Class Overview
Why is this important?
Understanding and mastering the ETL process is essential for accounting graduate students because the quality of any data analysis depends on how well the data has been prepared. Poorly structured or unclean data can lead to faulty conclusions, negatively impacting decision-making in professional settings. By working with real-time financial data, students learn to handle common challenges such as inconsistent formats, missing data, and the integration of multiple data sources. This class equips students with the practical skills to ensure their data is reliable, enabling them to deliver accurate, data-driven insights critical for roles in auditing, financial reporting, and advisory services. The ability to effectively prepare and manage large datasets also provides a foundation for more advanced analytics and automation tasks.
What will we do?
This class provides a discussion and set of practical exercises relating to the Extract, Transform, and Load (ETL) process. ETL is the first and most crucial step in data analytics, involving the extraction of raw data, its transformation into a suitable format, and the loading of that data into analytical workflows. Students will focus on preparing data for analysis, recognizing that improper preparation can lead to inaccurate or misleading results. In this session, we will continue working with real-time financial data from the SEC and other financial APIs, applying the ETL process to ensure the data is ready for in-depth analysis.

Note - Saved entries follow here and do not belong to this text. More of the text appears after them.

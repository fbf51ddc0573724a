//! Article and media models matching the CMS REST responses.

use chrono::{DateTime, Utc};
use serde::{Deserialize, Serialize};

use super::null_as_default;

/// One size variant of an uploaded image.
#[derive(Debug, Clone, Serialize, Deserialize, PartialEq, Eq)]
pub struct ImageFormat {
    pub url: String,
    #[serde(default)]
    pub width: Option<u32>,
    #[serde(default)]
    pub height: Option<u32>,
}

/// Size variants generated by the CMS for an upload.
#[derive(Debug, Clone, Default, Serialize, Deserialize, PartialEq, Eq)]
pub struct ImageFormats {
    #[serde(default)]
    pub thumbnail: Option<ImageFormat>,
    #[serde(default)]
    pub small: Option<ImageFormat>,
    #[serde(default)]
    pub medium: Option<ImageFormat>,
    #[serde(default)]
    pub large: Option<ImageFormat>,
}

/// Media asset stored by the CMS upload endpoint.
#[derive(Debug, Clone, Serialize, Deserialize, PartialEq, Eq)]
#[serde(rename_all = "camelCase")]
pub struct ImageAsset {
    pub id: i64,
    #[serde(default)]
    pub document_id: Option<String>,
    pub url: String,
    #[serde(default)]
    pub alternative_text: Option<String>,
    #[serde(default)]
    pub width: Option<u32>,
    #[serde(default)]
    pub height: Option<u32>,
    #[serde(default)]
    pub formats: Option<ImageFormats>,
}

/// A published news article.
#[derive(Debug, Clone, Serialize, Deserialize, PartialEq)]
#[serde(rename_all = "camelCase")]
pub struct Article {
    pub id: i64,
    pub document_id: String,
    pub title: String,
    pub slug: String,
    #[serde(default, deserialize_with = "null_as_default")]
    pub content: String,
    #[serde(default, deserialize_with = "null_as_default")]
    pub excerpt: String,
    #[serde(default)]
    pub featured_image: Option<ImageAsset>,
    #[serde(default)]
    pub source_url: Option<String>,
    #[serde(default)]
    pub published_at: Option<DateTime<Utc>>,
    #[serde(default)]
    pub created_at: Option<DateTime<Utc>>,
    #[serde(default)]
    pub updated_at: Option<DateTime<Utc>>,
    #[serde(default)]
    pub is_featured: Option<bool>,
}

impl Article {
    pub fn is_featured(&self) -> bool {
        self.is_featured.unwrap_or(false)
    }

    /// Alt text for the featured image, falling back to the title.
    pub fn image_alt(&self) -> &str {
        self.featured_image
            .as_ref()
            .and_then(|img| img.alternative_text.as_deref())
            .filter(|alt| !alt.is_empty())
            .unwrap_or(&self.title)
    }

    /// Public link of the detail page.
    pub fn href(&self) -> String {
        format!("/noticias/{}", self.slug)
    }
}

/// Pagination metadata returned with list queries.
#[derive(Debug, Clone, Copy, Serialize, Deserialize, PartialEq, Eq)]
#[serde(rename_all = "camelCase")]
pub struct Pagination {
    pub page: u32,
    pub page_size: u32,
    pub page_count: u32,
    pub total: u64,
}

impl Pagination {
    /// Whether `page_count` agrees with `total` and `page_size`.
    pub fn is_consistent(&self) -> bool {
        if self.page_size == 0 {
            return self.page_count == 0;
        }
        let expected = self.total.div_ceil(u64::from(self.page_size));
        expected == u64::from(self.page_count)
    }
}

/// Envelope metadata.
#[derive(Debug, Clone, Default, Serialize, Deserialize, PartialEq, Eq)]
pub struct Meta {
    #[serde(default)]
    pub pagination: Option<Pagination>,
}

/// Standard CMS response envelope.
#[derive(Debug, Clone, Serialize, Deserialize)]
pub struct CmsEnvelope<T> {
    pub data: T,
    #[serde(default)]
    pub meta: Meta,
}

/// A page of articles.
#[derive(Debug, Clone, Default)]
pub struct ArticlePage {
    pub articles: Vec<Article>,
    pub pagination: Option<Pagination>,
}

/// File record returned by the CMS upload endpoint.
#[derive(Debug, Clone, Deserialize)]
pub struct UploadedFile {
    pub id: i64,
}

/// Identifier of an article freshly created in the CMS.
#[derive(Debug, Clone, Deserialize)]
#[serde(rename_all = "camelCase")]
pub struct CreatedArticle {
    #[serde(default)]
    pub id: Option<i64>,
    #[serde(default)]
    pub document_id: Option<String>,
}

How this relates to other classes:
This class extends the prior session, which introduced the analytical mindset and skillset by focusing on the practical application of these concepts through the ETL process. In the earlier class, students learned how to approach data with a critical, analytical perspective, identifying key patterns and trends. Now, by incorporating real-time data extraction from financial APIs and applying rigorous data preparation techniques, students deepen their understanding of how a properly structured dataset serves as the foundation for robust analysis. This class reinforces the analytical mindset by requiring students to actively engage with complex, unstructured data and refine it for accurate analysis, thus bridging the gap between conceptual knowledge and practical implementation. By extending these skills, students are better prepared to handle the data challenges they will encounter in professional accounting roles.
Materials and Preparation
Class Materials
- Case: Analytics_mindset_case_studies_ETL_Case2_Alteryx
 - Case: Analytics_mindset_case_studies_ETL_Case3_Alteryx
 - Case: Analytics_mindset_case_studies_ETL_Case4_Alteryx
 - Link: Online Regular Expressions Tool
 - Link: Chat GPT (or use other LLM) for help with regular expressions
 - Link: Husky OnNet VPN Instructions (required for off-campus access to labs)

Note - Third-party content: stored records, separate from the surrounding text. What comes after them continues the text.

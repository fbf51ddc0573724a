//! News publishing pipeline.
//!
//! Runs webhook generation, image generation and the CMS writes in sequence.
//! The source URL is validated before any step runs. Configuration, generation and article creation are fatal gates; image
//! generation, upload and linking degrade to warnings. Nothing is rolled back:
//! once the article exists it stays published, with or without an image.

use std::fmt;
use std::sync::Arc;

use reqwest::Client;
use tracing::Instrument;
use uuid::Uuid;

use crate::cms::CmsClient;
use crate::config::Config;
use crate::errors::AppError;
use crate::generation::{validate_source_url, WebhookClient};
use crate::imagegen::ImageGenerator;
use crate::models::{ArticleDraft, NewArticle, NewsGenerationResponse};

/// Message returned when the CMS rejects the new article.
pub const CREATE_FAILED_MESSAGE: &str = "Failed to create article in Strapi";

/// Pipeline steps, in execution order.
#[derive(Debug, Clone, Copy, PartialEq, Eq)]
pub enum Step {
    Configuration,
    Generation,
    ImageGeneration,
    ArticleCreate,
    ImageUpload,
    ImageLink,
}

impl fmt::Display for Step {
    fn fmt(&self, f: &mut fmt::Formatter<'_>) -> fmt::Result {
        let name = match self {
            Step::Configuration => "configuration",
            Step::Generation => "generation",
            Step::ImageGeneration => "image_generation",
            Step::ArticleCreate => "article_create",
            Step::ImageUpload => "image_upload",
            Step::ImageLink => "image_link",
        };
        f.write_str(name)
    }
}

/// Recorded result of one step.
#[derive(Debug, Clone, PartialEq, Eq)]
pub enum StepStatus {
    Succeeded,
    Skipped,
    /// Soft failure; the run continued
    Degraded(String),
    /// Fatal failure; the run stopped here
    Failed(String),
}

#[derive(Debug, Clone, PartialEq, Eq)]
pub struct StepRecord {
    pub step: Step,
    pub status: StepStatus,
}

/// Outcome of a best-effort step.
#[derive(Debug)]
pub enum StepOutcome<T> {
    Done(T),
    Degraded(String),
}

impl<T, E: fmt::Display> From<Result<T, E>> for StepOutcome<T> {
    fn from(result: Result<T, E>) -> Self {
        match result {
            Ok(value) => StepOutcome::Done(value),
            Err(e) => StepOutcome::Degraded(e.to_string()),
        }
    }
}

/// A successfully published article.
#[derive(Debug, Clone)]
pub struct PublishedArticle {
    pub article_id: String,
    pub draft: ArticleDraft,
    pub image_file_id: Option<i64>,
    pub warnings: Vec<String>,
}

impl From<PublishedArticle> for NewsGenerationResponse {
    fn from(published: PublishedArticle) -> Self {
        let draft = published.draft;
        NewsGenerationResponse {
            success: true,
            title: Some(draft.title),
            content: Some(draft.content),
            excerpt: Some(draft.excerpt),
            slug: Some(draft.slug),
            source_url: Some(draft.source_url),
            article_id: Some(published.article_id),
            error: None,
            warnings: published.warnings,
        }
    }
}

/// Full record of one pipeline run.
#[derive(Debug)]
pub struct PipelineRun {
    pub run_id: Uuid,
    pub steps: Vec<StepRecord>,
    pub result: Result<PublishedArticle, AppError>,
}

impl PipelineRun {
    pub fn status_of(&self, step: Step) -> Option<&StepStatus> {
        self.steps.iter().find(|r| r.step == step).map(|r| &r.status)
    }
}

#[derive(Default)]
struct Recorder {
    steps: Vec<StepRecord>,
    warnings: Vec<String>,
}

impl Recorder {
    fn record(&mut self, step: Step, status: StepStatus) {
        match &status {
            StepStatus::Succeeded => tracing::info!(%step, "Step succeeded"),
            StepStatus::Skipped => tracing::debug!(%step, "Step skipped"),
            StepStatus::Degraded(warning) => tracing::warn!(%step, %warning, "Step degraded"),
            StepStatus::Failed(error) => tracing::error!(%step, %error, "Step failed"),
        }
        self.steps.push(StepRecord { step, status });
    }

    fn gate<T>(&mut self, step: Step, result: Result<T, AppError>) -> Result<T, AppError> {
        match &result {
            Ok(_) => self.record(step, StepStatus::Succeeded),
            Err(e) => self.record(step, StepStatus::Failed(e.message())),
        }
        result
    }

    fn soft<T>(&mut self, step: Step, outcome: StepOutcome<T>) -> Option<T> {
        match outcome {
            StepOutcome::Done(value) => {
                self.record(step, StepStatus::Succeeded);
                Some(value)
            }
            StepOutcome::Degraded(warning) => {
                self.warnings.push(format!("{}: {}", step, warning));
                self.record(step, StepStatus::Degraded(warning));
                None
            }
        }
    }
}

/// Sequences the external calls for one submission.
#[derive(Clone)]
pub struct NewsPipeline {
    config: Arc<Config>,
    http: Client,
}

impl NewsPipeline {
    pub fn new(config: Arc<Config>, http: Client) -> Self {
        Self { config, http }
    }

    /// Run the pipeline for a source URL. Never panics; every failure ends
    /// up in `PipelineRun::result`.
    pub async fn run(&self, url: &str) -> PipelineRun {
        let run_id = Uuid::new_v4();
        let span = tracing::info_span!("news_pipeline", %run_id);
        let mut recorder = Recorder::default();

        let result = self.execute(url, &mut recorder).instrument(span).await;

        PipelineRun {
            run_id,
            steps: recorder.steps,
            result,
        }
    }

    async fn execute(
        &self,
        url: &str,
        recorder: &mut Recorder,
    ) -> Result<PublishedArticle, AppError> {
        if let Err(e) = validate_source_url(url) {
            tracing::warn!(%url, "Rejected source URL");
            return Err(e.into());
        }

        let (webhook, cms) = recorder.gate(Step::Configuration, self.clients())?;

        let draft = recorder.gate(
            Step::Generation,
            webhook.generate(url).await.map_err(AppError::from),
        )?;

        let images = ImageGenerator::from_config(&self.config, self.http.clone());
        let image = recorder.soft(
            Step::ImageGeneration,
            StepOutcome::from(images.generate_image(&draft).await),
        );

        let created = cms
            .create_article(&NewArticle::from(&draft))
            .await
            .map_err(|e| {
                tracing::error!("CMS create article error: {}", e);
                AppError::Upstream {
                    status: e.status(),
                    message: CREATE_FAILED_MESSAGE.to_string(),
                }
            });
        let article_id = recorder.gate(Step::ArticleCreate, created)?;

        let mut image_file_id = None;
        match image {
            Some(bytes) => {
                let filename = format!("{}.png", draft.slug);
                let uploaded = recorder.soft(
                    Step::ImageUpload,
                    StepOutcome::from(cms.upload_image(bytes, &filename).await),
                );
                match uploaded {
                    Some(file_id) => {
                        let linked = recorder.soft(
                            Step::ImageLink,
                            StepOutcome::from(cms.link_image(&article_id, file_id).await),
                        );
                        if linked.is_some() {
                            image_file_id = Some(file_id);
                        }
                    }
                    None => recorder.record(Step::ImageLink, StepStatus::Skipped),
                }
            }
            None => {
                recorder.record(Step::ImageUpload, StepStatus::Skipped);
                recorder.record(Step::ImageLink, StepStatus::Skipped);
            }
        }

        Ok(PublishedArticle {
            article_id,
            draft,
            image_file_id,
            warnings: std::mem::take(&mut recorder.warnings),
        })
    }

    fn clients(&self) -> Result<(WebhookClient, CmsClient), AppError> {
        let webhook_url = self.config.require_webhook_url()?;
        let cms_url = self.config.require_cms_url()?;
        Ok((
            WebhookClient::new(self.http.clone(), webhook_url),
            CmsClient::new(
                self.http.clone(),
                cms_url,
                self.config.cms_api_token.clone(),
            ),
        ))
    }
}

 - Slides: PowerPoint or PDF
 - Analytics Tools: Alteryx tools: Formula, Text-to-Column, RegEx.
 - 
              
Suggested Pre-Class Preparation
- There are no required readings for this class.
 
 - 
                
Class Plan
- We will continue to work on Extract, Transform, and Load exercises in Alteryx.
 - During class we will plan on working through all three ETL Cases assigned to this class.
 - After a brief review, the bulk of the class time will be spent in the remote labs working with Alteryx.